The result of Barth’s restatement of election is an understanding of the electing God and the elect humanity in which election “is not fate but form. Election and ethics are thus inseparable, since humanity is elect not simply to a state but a way of life. Election is purposive determination, determination to blessedness, gratitude and service as witness.” [4] for this reason Barth concludes his consideration of the doctrine of God with a final chapter on ethics and the moral implications of the doctrine. For Barth, the Christian concept of the covenant of God with humanity includes the doctrine of election as its first element and the doctrine of God’s command as its second. And it is only in this conception of the covenant that the doctrine of God can find completion. “For God is not known and is not knowable except in Jesus Christ. He does not exist in His divine being and perfections without Jesus Christ, in whom he is both very God and very man. He does not exist, therefore, without the covenant with man which was made and executed in his name.

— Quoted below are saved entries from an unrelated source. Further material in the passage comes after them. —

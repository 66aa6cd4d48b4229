//! User records.

use chrono::{DateTime, Utc};
use serde::{Deserialize, Serialize};
use tracing::info;
use validator::Validate;

use super::{Page, Record, StoreError, Table, generate_id};

/// An individual user.
#[derive(Debug, Clone, PartialEq, Serialize, Deserialize)]
pub struct User {
    pub id: String,
    pub name: String,
    pub email: String,
    pub roles: Vec<String>,
    pub date_created: DateTime<Utc>,
    pub date_updated: DateTime<Utc>,
}

impl Record for User {
    fn id(&self) -> &str { &self.id }
    fn date_created(&self) -> DateTime<Utc> { self.date_created }
}

/// What a client must send to create a user.
#[derive(Debug, Clone, Deserialize, Validate)]
#[serde(deny_unknown_fields)]
pub struct NewUser {
    #[validate(length(min = 1))]
    pub name: String,
    #[validate(email)]
    pub email: String,
    #[validate(length(min = 1))]
    pub roles: Vec<String>,
}

/// Fields a client may change on an existing user.
#[derive(Debug, Clone, Default, Deserialize, Validate)]
#[serde(deny_unknown_fields)]
pub struct UpdateUser {
    #[validate(length(min = 1))]
    pub name: Option<String>,
    #[validate(email)]
    pub email: Option<String>,
    #[validate(length(min = 1))]
    pub roles: Option<Vec<String>>,
}

#[derive(Debug, Default)]
pub struct UserStore {
    table: Table<User>,
}

impl UserStore {
    pub fn new() -> Self {
        Self::default()
    }

    pub fn create(&self, nu: NewUser, now: DateTime<Utc>) -> Result<User, StoreError> {
        nu.validate()?;

        let usr = User {
            id: generate_id(),
            name: nu.name,
            email: nu.email,
            roles: nu.roles,
            date_created: now,
            date_updated: now,
        };
        info!(id = %usr.id, "user created");
        self.table.insert(usr.clone());
        Ok(usr)
    }

    pub fn update(&self, id: &str, uu: UpdateUser, now: DateTime<Utc>) -> Result<User, StoreError> {
        uu.validate()?;

        self.table.update(id, |usr| {
            if let Some(name) = uu.name {
                usr.name = name;
            }
            if let Some(email) = uu.email {
                usr.email = email;
            }
            if let Some(roles) = uu.roles {
                usr.roles = roles;
            }
            usr.date_updated = now;
        })
    }

    pub fn delete(&self, id: &str) -> Result<(), StoreError> {
        self.table.remove(id)
    }

    pub fn query(&self, page: Page) -> Vec<User> {
        self.table.page(page)
    }

    pub fn query_by_id(&self, id: &str) -> Result<User, StoreError> {
        self.table.get(id)
    }
}

#[cfg(test)]
mod tests {
    use chrono::TimeZone;

    use super::*;

    fn new_user() -> NewUser {
        NewUser {
            name: "Fii".into(),
            email: "fii@fii.com".into(),
            roles: vec!["ADMIN".into()],
        }
    }

    #[test]
    fn crud() {
        let store = UserStore::new();
        let now = Utc.with_ymd_and_hms(2021, 10, 1, 0, 0, 0).unwrap();

        let usr = store.create(new_user(), now).unwrap();
        assert_eq!(store.query_by_id(&usr.id).unwrap(), usr);

        let later = now + chrono::Duration::hours(1);
        let upd = UpdateUser {
            name: Some("Updated Fii".into()),
            email: Some("updated@fii.com".into()),
            roles: None,
        };
        store.update(&usr.id, upd, later).unwrap();

        let saved = store.query_by_id(&usr.id).unwrap();
        assert_eq!(saved.name, "Updated Fii");
        assert_eq!(saved.email, "updated@fii.com");
        assert_eq!(saved.roles, vec!["ADMIN".to_owned()]);
        assert_eq!(saved.date_created, now);
        assert_eq!(saved.date_updated, later);

        assert_eq!(store.query(Page::default()).len(), 1);

        store.delete(&usr.id).unwrap();
        assert!(matches!(store.query_by_id(&usr.id), Err(StoreError::NotFound)));
    }

    #[test]
    fn rejects_invalid_users() {
        let store = UserStore::new();
        let bad = NewUser { email: "not-an-email".into(), roles: vec![], ..new_user() };

        match store.create(bad, Utc::now()) {
            Err(StoreError::Validation(errs)) => {
                let fields = errs.field_errors();
                assert!(fields.contains_key("email"));
                assert!(fields.contains_key("roles"));
            }
            other => panic!("expected validation error, got {other:?}"),
        }
        assert!(store.query(Page::default()).is_empty());
    }
}
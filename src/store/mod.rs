//! In-memory persistence for users and products.
//!
//! Nothing here survives a restart. The stores exist so the CRUD handlers
//! have something real to call; each one is a [`Table`] keyed by a UUID
//! string, plus validation of incoming payloads.

pub mod product;
pub mod user;

use std::collections::HashMap;

use chrono::{DateTime, Utc};
use parking_lot::RwLock;
use uuid::Uuid;

pub use product::{NewProduct, Product, ProductStore, UpdateProduct};
pub use user::{NewUser, UpdateUser, User, UserStore};

#[derive(Debug, thiserror::Error)]
pub enum StoreError {
    #[error("not found")]
    NotFound,

    #[error("ID is not in its proper form: {0}")]
    InvalidId(String),

    #[error("validating data: {0}")]
    Validation(#[from] validator::ValidationErrors),
}

/// A 1-based page of results.
#[derive(Debug, Clone, Copy, PartialEq, Eq)]
pub struct Page {
    pub number: usize,
    pub rows: usize,
}

impl Default for Page {
    fn default() -> Self {
        Self { number: 1, rows: 20 }
    }
}

/// Records that live in a [`Table`].
pub trait Record: Clone {
    fn id(&self) -> &str;
    fn date_created(&self) -> DateTime<Utc>;
}

/// A lock-protected map from id to record.
#[derive(Debug)]
pub struct Table<T> {
    rows: RwLock<HashMap<String, T>>,
}

impl<T> Default for Table<T> {
    fn default() -> Self {
        Self { rows: RwLock::new(HashMap::new()) }
    }
}

impl<T: Record> Table<T> {
    pub fn insert(&self, record: T) {
        self.rows.write().insert(record.id().to_owned(), record);
    }

    pub fn get(&self, id: &str) -> Result<T, StoreError> {
        check_id(id)?;
        self.rows.read().get(id).cloned().ok_or(StoreError::NotFound)
    }

    /// Apply `f` to the record in place and return the updated copy.
    pub fn update(&self, id: &str, f: impl FnOnce(&mut T)) -> Result<T, StoreError> {
        check_id(id)?;
        let mut rows = self.rows.write();
        let record = rows.get_mut(id).ok_or(StoreError::NotFound)?;
        f(record);
        Ok(record.clone())
    }

    pub fn remove(&self, id: &str) -> Result<(), StoreError> {
        check_id(id)?;
        self.rows.write().remove(id).map(drop).ok_or(StoreError::NotFound)
    }

    /// Records ordered by creation time, then id.
    pub fn page(&self, page: Page) -> Vec<T> {
        let mut all: Vec<T> = self.rows.read().values().cloned().collect();
        all.sort_by(|a, b| {
            a.date_created()
                .cmp(&b.date_created())
                .then_with(|| a.id().cmp(b.id()))
        });
        all.into_iter()
            .skip(page.number.saturating_sub(1).saturating_mul(page.rows))
            .take(page.rows)
            .collect()
    }
}

pub fn generate_id() -> String {
    Uuid::new_v4().to_string()
}

pub fn check_id(id: &str) -> Result<(), StoreError> {
    Uuid::parse_str(id)
        .map(drop)
        .map_err(|_| StoreError::InvalidId(id.to_owned()))
}

#[cfg(test)]
mod tests {
    use chrono::TimeZone;

    use super::*;

    #[derive(Debug, Clone, PartialEq)]
    struct Row {
        id: String,
        at: DateTime<Utc>,
    }

    impl Record for Row {
        fn id(&self) -> &str { &self.id }
        fn date_created(&self) -> DateTime<Utc> { self.at }
    }

    fn row(secs: i64) -> Row {
        Row { id: generate_id(), at: Utc.timestamp_opt(secs, 0).unwrap() }
    }

    #[test]
    fn pages_in_creation_order() {
        let table = Table::default();
        let rows: Vec<Row> = (0..5).map(row).collect();
        for r in rows.iter().rev() {
            table.insert(r.clone());
        }

        assert_eq!(table.page(Page { number: 1, rows: 2 }), rows[0..2]);
        assert_eq!(table.page(Page { number: 3, rows: 2 }), rows[4..5]);
        assert!(table.page(Page { number: 4, rows: 2 }).is_empty());
    }

    #[test]
    fn ids_must_be_uuids() {
        let table: Table<Row> = Table::default();
        assert!(matches!(table.get("42"), Err(StoreError::InvalidId(_))));
        assert!(matches!(table.get(&generate_id()), Err(StoreError::NotFound)));
        assert!(matches!(table.remove(&generate_id()), Err(StoreError::NotFound)));
    }
}
//! Product records.

use chrono::{DateTime, Utc};
use serde::{Deserialize, Serialize};
use tracing::info;
use validator::Validate;

use super::{Page, Record, StoreError, Table, generate_id};

#[derive(Debug, Clone, PartialEq, Serialize, Deserialize)]
pub struct Product {
    pub id: String,
    pub name: String,
    pub cost: i64,
    pub quantity: i64,
    pub date_created: DateTime<Utc>,
    pub date_updated: DateTime<Utc>,
}

impl Record for Product {
    fn id(&self) -> &str { &self.id }
    fn date_created(&self) -> DateTime<Utc> { self.date_created }
}

#[derive(Debug, Clone, Deserialize, Validate)]
#[serde(deny_unknown_fields)]
pub struct NewProduct {
    #[validate(length(min = 1))]
    pub name: String,
    #[validate(range(min = 0))]
    pub cost: i64,
    #[validate(range(min = 1))]
    pub quantity: i64,
}

#[derive(Debug, Clone, Default, Deserialize, Validate)]
#[serde(deny_unknown_fields)]
pub struct UpdateProduct {
    #[validate(length(min = 1))]
    pub name: Option<String>,
    #[validate(range(min = 0))]
    pub cost: Option<i64>,
    #[validate(range(min = 1))]
    pub quantity: Option<i64>,
}

#[derive(Debug, Default)]
pub struct ProductStore {
    table: Table<Product>,
}

impl ProductStore {
    pub fn new() -> Self {
        Self::default()
    }

    pub fn create(&self, np: NewProduct, now: DateTime<Utc>) -> Result<Product, StoreError> {
        np.validate()?;

        let prd = Product {
            id: generate_id(),
            name: np.name,
            cost: np.cost,
            quantity: np.quantity,
            date_created: now,
            date_updated: now,
        };
        info!(id = %prd.id, "product created");
        self.table.insert(prd.clone());
        Ok(prd)
    }

    pub fn update(
        &self,
        id: &str,
        up: UpdateProduct,
        now: DateTime<Utc>,
    ) -> Result<Product, StoreError> {
        up.validate()?;

        self.table.update(id, |prd| {
            if let Some(name) = up.name {
                prd.name = name;
            }
            if let Some(cost) = up.cost {
                prd.cost = cost;
            }
            if let Some(quantity) = up.quantity {
                prd.quantity = quantity;
            }
            prd.date_updated = now;
        })
    }

    pub fn delete(&self, id: &str) -> Result<(), StoreError> {
        self.table.remove(id)
    }

    pub fn query(&self, page: Page) -> Vec<Product> {
        self.table.page(page)
    }

    pub fn query_by_id(&self, id: &str) -> Result<Product, StoreError> {
        self.table.get(id)
    }
}

#[cfg(test)]
mod tests {
    use super::*;

    fn new_product() -> NewProduct {
        NewProduct { name: "Comic Books".into(), cost: 50, quantity: 42 }
    }

    #[test]
    fn crud() {
        let store = ProductStore::new();
        let now = Utc::now();

        let prd = store.create(new_product(), now).unwrap();
        assert_eq!(store.query_by_id(&prd.id).unwrap(), prd);

        let upd = UpdateProduct { cost: Some(10), ..Default::default() };
        let saved = store.update(&prd.id, upd, now).unwrap();
        assert_eq!(saved.cost, 10);
        assert_eq!(saved.name, "Comic Books");

        store.delete(&prd.id).unwrap();
        assert!(matches!(store.delete(&prd.id), Err(StoreError::NotFound)));
    }

    #[test]
    fn quantity_must_be_positive() {
        let store = ProductStore::new();
        let bad = NewProduct { quantity: 0, ..new_product() };
        assert!(matches!(store.create(bad, Utc::now()), Err(StoreError::Validation(_))));

        let prd = store.create(new_product(), Utc::now()).unwrap();
        let upd = UpdateProduct { cost: Some(-1), ..Default::default() };
        assert!(matches!(store.update(&prd.id, upd, Utc::now()), Err(StoreError::Validation(_))));
    }
}
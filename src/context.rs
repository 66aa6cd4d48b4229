//! Request scope and per-request values.
//!
//! Every request runs inside a [`Scope`]. The dispatcher derives a child
//! scope carrying a fresh [`RequestContext`] before it calls the middleware
//! chain, and that scope is passed by value down to the terminal handler.
//! There is no ambient lookup: code that needs the trace id or start time
//! asks the scope it was handed.
//!
//! A scope without a context is not a normal condition. [`Scope::values`]
//! reports it as [`ContextMissing`], which converts into a fatal handler
//! error.

use std::sync::Arc;
use std::sync::atomic::{AtomicU16, Ordering};
use std::time::{Duration, Instant};

use chrono::{DateTime, Utc};
use tokio_util::sync::CancellationToken;
use uuid::Uuid;

/// The scope was never given a [`RequestContext`].
#[derive(Debug, Clone, Copy, PartialEq, Eq, thiserror::Error)]
#[error("missing web value from context")]
pub struct ContextMissing;

/// Mutable per-request record.
#[derive(Debug)]
pub struct RequestContext {
    trace_id: String,
    now: DateTime<Utc>,
    started: Instant,
    // 0 means unset. Written only by the chain serving this request.
    status_code: AtomicU16,
}

impl RequestContext {
    fn new() -> Self {
        Self {
            trace_id: Uuid::new_v4().to_string(),
            now: Utc::now(),
            started: Instant::now(),
            status_code: AtomicU16::new(0),
        }
    }

    pub fn trace_id(&self) -> &str { &self.trace_id }

    /// Wall-clock time the request was received.
    pub fn now(&self) -> DateTime<Utc> { self.now }

    pub fn elapsed(&self) -> Duration { self.started.elapsed() }

    /// The status recorded by the response encoder, if any.
    pub fn status_code(&self) -> Option<u16> {
        match self.status_code.load(Ordering::Relaxed) {
            0 => None,
            code => Some(code),
        }
    }
}

/// A cancellable request scope, optionally carrying a [`RequestContext`].
#[derive(Debug, Clone)]
pub struct Scope {
    values: Option<Arc<RequestContext>>,
    cancel: CancellationToken,
}

impl Scope {
    /// A scope with no values, cancelled through `cancel`.
    pub fn new(cancel: CancellationToken) -> Self {
        Self { values: None, cancel }
    }

    /// A scope with no values that is never cancelled.
    pub fn background() -> Self {
        Self::new(CancellationToken::new())
    }

    pub fn values(&self) -> Result<&RequestContext, ContextMissing> {
        self.values.as_deref().ok_or(ContextMissing)
    }

    pub fn set_status_code(&self, code: u16) -> Result<(), ContextMissing> {
        let values = self.values()?;
        values.status_code.store(code, Ordering::Relaxed);
        Ok(())
    }

    pub fn is_cancelled(&self) -> bool {
        self.cancel.is_cancelled()
    }

    /// Resolves once the client went away or the server started draining.
    pub async fn cancelled(&self) {
        self.cancel.cancelled().await
    }
}

/// Derive a child of `parent` carrying a new [`RequestContext`].
///
/// The child shares the parent's cancellation; any values on the parent are
/// replaced.
pub fn request_context(parent: &Scope) -> (Scope, Arc<RequestContext>) {
    let values = Arc::new(RequestContext::new());
    let scope = Scope {
        values: Some(Arc::clone(&values)),
        cancel: parent.cancel.clone(),
    };
    (scope, values)
}
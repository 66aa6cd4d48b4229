//! `/v1/products` handlers.

use std::sync::Arc;

use http::StatusCode;

use super::{page, store_error};
use crate::context::Scope;
use crate::error::RequestError;
use crate::handler::HandlerResult;
use crate::request::Request;
use crate::response::respond;
use crate::store::{NewProduct, ProductStore, UpdateProduct};

#[derive(Clone)]
pub struct Handlers {
    store: Arc<ProductStore>,
}

impl Handlers {
    pub fn new(store: Arc<ProductStore>) -> Self {
        Self { store }
    }

    pub async fn query(self, scope: Scope, req: Request) -> HandlerResult {
        let products = self.store.query(page(&req)?);
        Ok(respond(&scope, &products, StatusCode::OK)?)
    }

    pub async fn query_by_id(self, scope: Scope, req: Request) -> HandlerResult {
        let prd = self.store.query_by_id(id(&req)?).map_err(store_error)?;
        Ok(respond(&scope, &prd, StatusCode::OK)?)
    }

    pub async fn create(self, scope: Scope, req: Request) -> HandlerResult {
        let now = scope.values()?.now();
        let np: NewProduct = req.decode()?;
        let prd = self.store.create(np, now).map_err(store_error)?;
        Ok(respond(&scope, &prd, StatusCode::CREATED)?)
    }

    pub async fn update(self, scope: Scope, req: Request) -> HandlerResult {
        let now = scope.values()?.now();
        let up: UpdateProduct = req.decode()?;
        self.store.update(id(&req)?, up, now).map_err(store_error)?;
        Ok(respond(&scope, &(), StatusCode::NO_CONTENT)?)
    }

    pub async fn delete(self, scope: Scope, req: Request) -> HandlerResult {
        self.store.delete(id(&req)?).map_err(store_error)?;
        Ok(respond(&scope, &(), StatusCode::NO_CONTENT)?)
    }
}

fn id(req: &Request) -> Result<&str, RequestError> {
    req.param("id").ok_or_else(|| RequestError::bad_request("missing product id"))
}
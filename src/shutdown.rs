//! Shutdown coordination.
//!
//! One channel, many producers, one consumer. The OS signal listener and the
//! dispatcher (on any fatal handler error) both hold a [`Shutdown`]; the
//! process owner holds the only [`ShutdownListener`] and starts the graceful
//! stop when the first notice arrives.
//!
//! Signalling never blocks and only the first notice is delivered. A burst of
//! concurrent faults therefore starts exactly one shutdown sequence.

use std::fmt;
use std::sync::Arc;
use std::sync::atomic::{AtomicBool, Ordering};

use tokio::sync::mpsc;
use tokio::task::JoinHandle;
use tracing::{error, info};

/// Why the process is going down.
#[derive(Debug, Clone, PartialEq, Eq)]
pub enum ShutdownReason {
    /// SIGINT / Ctrl-C.
    Interrupt,
    /// SIGTERM.
    Terminate,
    /// A handler returned a fatal error.
    Fault { trace_id: Option<String> },
}

impl fmt::Display for ShutdownReason {
    fn fmt(&self, f: &mut fmt::Formatter<'_>) -> fmt::Result {
        match self {
            Self::Interrupt => f.write_str("interrupt"),
            Self::Terminate => f.write_str("terminate"),
            Self::Fault { trace_id: Some(id) } => write!(f, "fault in request {id}"),
            Self::Fault { trace_id: None } => f.write_str("fault"),
        }
    }
}

struct Inner {
    fired: AtomicBool,
    tx: mpsc::Sender<ShutdownReason>,
}

/// Producer handle. Cheap to clone.
#[derive(Clone)]
pub struct Shutdown {
    inner: Arc<Inner>,
}

/// The single consumer.
pub struct ShutdownListener {
    rx: mpsc::Receiver<ShutdownReason>,
}

/// Create a connected producer / consumer pair.
pub fn channel() -> (Shutdown, ShutdownListener) {
    let (tx, rx) = mpsc::channel(1);
    let inner = Arc::new(Inner { fired: AtomicBool::new(false), tx });
    (Shutdown { inner }, ShutdownListener { rx })
}

impl Shutdown {
    /// Request a graceful shutdown.
    ///
    /// Returns `true` if this call delivered the notice, `false` if a notice
    /// was already sent (or the listener is gone).
    pub fn signal(&self, reason: ShutdownReason) -> bool {
        if self.inner.fired.swap(true, Ordering::AcqRel) {
            return false;
        }
        self.inner.tx.try_send(reason).is_ok()
    }

    pub fn is_signalled(&self) -> bool {
        self.inner.fired.load(Ordering::Acquire)
    }
}

impl fmt::Debug for Shutdown {
    fn fmt(&self, f: &mut fmt::Formatter<'_>) -> fmt::Result {
        f.debug_struct("Shutdown").field("signalled", &self.is_signalled()).finish()
    }
}

impl ShutdownListener {
    /// Wait for the notice. `None` once every producer has been dropped
    /// without signalling.
    pub async fn recv(&mut self) -> Option<ShutdownReason> {
        self.rx.recv().await
    }

    /// Non-blocking check, mostly for tests.
    pub fn try_recv(&mut self) -> Option<ShutdownReason> {
        self.rx.try_recv().ok()
    }
}

/// Forward SIGINT / SIGTERM into `shutdown`.
///
/// On Unix this listens for both **SIGTERM** (sent by the container runtime)
/// and **SIGINT** (Ctrl-C, for local dev). On other platforms only Ctrl-C.
pub fn listen_for_os_signals(shutdown: Shutdown) -> JoinHandle<()> {
    tokio::spawn(async move {
        let ctrl_c = async {
            if let Err(e) = tokio::signal::ctrl_c().await {
                error!("failed to install Ctrl-C handler: {e}");
                std::future::pending::<()>().await;
            }
        };

        #[cfg(unix)]
        let sigterm = async {
            use tokio::signal::unix::{SignalKind, signal};
            match signal(SignalKind::terminate()) {
                Ok(mut stream) => {
                    stream.recv().await;
                }
                Err(e) => {
                    error!("failed to install SIGTERM handler: {e}");
                    std::future::pending::<()>().await;
                }
            }
        };

        #[cfg(not(unix))]
        let sigterm = std::future::pending::<()>();

        let reason = tokio::select! {
            () = ctrl_c  => ShutdownReason::Interrupt,
            () = sigterm => ShutdownReason::Terminate,
        };
        info!(%reason, "os signal received");
        shutdown.signal(reason);
    })
}

#[cfg(test)]
mod tests {
    use super::*;

    #[test]
    fn only_the_first_notice_is_delivered() {
        let (shutdown, mut listener) = channel();

        assert!(shutdown.signal(ShutdownReason::Fault { trace_id: Some("a".into()) }));
        assert!(!shutdown.signal(ShutdownReason::Terminate));
        assert!(!shutdown.clone().signal(ShutdownReason::Interrupt));

        assert_eq!(
            listener.try_recv(),
            Some(ShutdownReason::Fault { trace_id: Some("a".into()) })
        );
        assert_eq!(listener.try_recv(), None);
    }

    #[tokio::test(flavor = "multi_thread", worker_threads = 4)]
    async fn concurrent_signals_deliver_exactly_one() {
        let (shutdown, mut listener) = channel();

        let tasks: Vec<_> = (0..64)
            .map(|i| {
                let shutdown = shutdown.clone();
                tokio::spawn(async move {
                    shutdown.signal(ShutdownReason::Fault { trace_id: Some(i.to_string()) })
                })
            })
            .collect();

        let mut delivered = 0;
        for task in tasks {
            if task.await.unwrap() {
                delivered += 1;
            }
        }

        assert_eq!(delivered, 1);
        assert!(listener.recv().await.is_some());
        assert_eq!(listener.try_recv(), None);
    }

    #[tokio::test]
    async fn recv_ends_when_producers_are_gone() {
        let (shutdown, mut listener) = channel();
        drop(shutdown);
        assert_eq!(listener.recv().await, None);
    }
}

God is not known completely – and therefore not at all – if He is not known as the Maker and Lord of this covenant between himself and man.” In light of this reality, the Christian understanding of God cannot concern only God since its focus is on this particular God;  it must also include humanity to the extent that in Jesus Christ humanity “is made a partner in the covenant decreed and founded by God.” [5]

 

[1] CD II/1:321.

[2] CD II/2:3.

[3] CD II/2:145.

[4] Webster, Barth, 92.

[5] CD II/2:509.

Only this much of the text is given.